Stored items
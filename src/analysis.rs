use std::time::Duration;

use serde_json::{json, Value};

use crate::config::ANALYSIS_TIMEOUT_SECS;
use crate::error::AnalysisError;
use crate::types::Signal;

const SYSTEM_PROMPT: &str =
    "You are a rational A-share trading assistant. Always answer in Chinese.";

/// Produces deep-analysis text for an escalated signal.
///
/// Implementations block; the escalation pipeline runs them on a blocking
/// thread so a slow upstream never stalls the monitor loop.
pub trait AnalysisEngine: Send + Sync {
    fn name(&self) -> &'static str;
    fn analyze(&self, signal: &Signal) -> Result<String, AnalysisError>;
}

// ---------------------------------------------------------------------------
// ChatCompletionEngine
// ---------------------------------------------------------------------------

/// Analysis via an OpenAI-compatible chat completions endpoint.
pub struct ChatCompletionEngine {
    client: reqwest::blocking::Client,
    base_url: String,
    api_key: String,
    model: String,
}

impl ChatCompletionEngine {
    pub fn new(base_url: &str, api_key: &str, model: &str) -> Result<Self, AnalysisError> {
        let client = reqwest::blocking::Client::builder()
            .timeout(Duration::from_secs(ANALYSIS_TIMEOUT_SECS))
            .build()?;
        Ok(Self {
            client,
            base_url: base_url.trim_end_matches('/').to_string(),
            api_key: api_key.to_string(),
            model: model.to_string(),
        })
    }
}

impl AnalysisEngine for ChatCompletionEngine {
    fn name(&self) -> &'static str {
        "chat_completion"
    }

    fn analyze(&self, signal: &Signal) -> Result<String, AnalysisError> {
        let body = json!({
            "model": self.model,
            "messages": [
                {"role": "system", "content": SYSTEM_PROMPT},
                {"role": "user", "content": build_prompt(signal)},
            ],
        });

        let response = self
            .client
            .post(format!("{}/chat/completions", self.base_url))
            .bearer_auth(&self.api_key)
            .json(&body)
            .send()?;

        let status = response.status();
        if !status.is_success() {
            return Err(AnalysisError::Status(status));
        }

        let value: Value = response.json()?;
        extract_content(&value).ok_or(AnalysisError::EmptyResponse)
    }
}

/// Chinese analyst prompt: importance, risk, and a concrete suggested action,
/// grounded in the numbers carried in the signal's metadata.
fn build_prompt(signal: &Signal) -> String {
    format!(
        "角色：资深市场分析师（理性、敏锐）\n\
         任务：分析监控系统生成的以下市场信号。\n\n\
         [信号信息]\n\
         - 类型: {kind}\n\
         - 级别: {level}\n\
         - 消息: {message}\n\
         - 元数据: {metadata}\n\n\
         [数据字典]\n\
         - mood_index: 情绪指数\n\
         - limit_up_count: 涨停家数\n\
         - fried_rate: 炸板率(%)\n\
         - premium_rate: 昨日涨停今日溢价(%)\n\
         - count: 异动数量\n\n\
         [指令]\n\
         1. 重要性：解释为什么这个信号值得关注，准确引用元数据中的数字。\n\
         2. 风险提示：潜在的市场风险是什么？\n\
         3. 操作建议：减仓、对冲、观望或寻找机会，要具体。\n\
         4. 使用 Markdown，必须用中文，字数控制在 200 字以内。",
        kind = signal.kind,
        level = signal.level.as_str().to_uppercase(),
        message = signal.message,
        metadata = signal.metadata,
    )
}

fn extract_content(value: &Value) -> Option<String> {
    let content = value
        .get("choices")?
        .get(0)?
        .get("message")?
        .get("content")?
        .as_str()?
        .trim();
    if content.is_empty() {
        None
    } else {
        Some(content.to_string())
    }
}

// ---------------------------------------------------------------------------
// Tests
// ---------------------------------------------------------------------------

#[cfg(test)]
mod tests {
    use serde_json::json;

    use super::*;
    use crate::types::SignalLevel;

    fn signal() -> Signal {
        Signal {
            id: 7,
            kind: "risk_alert".to_string(),
            level: SignalLevel::Critical,
            message: "High risk: fried-board rate above 30%".to_string(),
            analysis: None,
            metadata: json!({"fried_rate": 34.5, "limit_up_count": 40}),
            created_at: 1_700_000_000,
        }
    }

    #[test]
    fn prompt_carries_the_signal_and_its_metadata() {
        let prompt = build_prompt(&signal());
        assert!(prompt.contains("risk_alert"));
        assert!(prompt.contains("CRITICAL"));
        assert!(prompt.contains("fried-board rate above 30%"));
        assert!(prompt.contains("34.5"));
    }

    #[test]
    fn content_is_extracted_from_the_first_choice() {
        let value = json!({
            "choices": [
                {"message": {"role": "assistant", "content": "  市场过热，建议减仓。  "}}
            ]
        });
        assert_eq!(
            extract_content(&value).as_deref(),
            Some("市场过热，建议减仓。")
        );
    }

    #[test]
    fn missing_or_blank_content_yields_none() {
        assert!(extract_content(&json!({})).is_none());
        assert!(extract_content(&json!({"choices": []})).is_none());
        let blank = json!({"choices": [{"message": {"content": "   "}}]});
        assert!(extract_content(&blank).is_none());
    }
}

TASK DIRECTIONS >> Return each line above where the word "assistant" shows up.

SOLUTION >>
    "You are a rational A-share trading assistant. Always answer in Chinese.";
                {"message": {"role": "assistant", "content": "  市场过热，建议减仓。  "}}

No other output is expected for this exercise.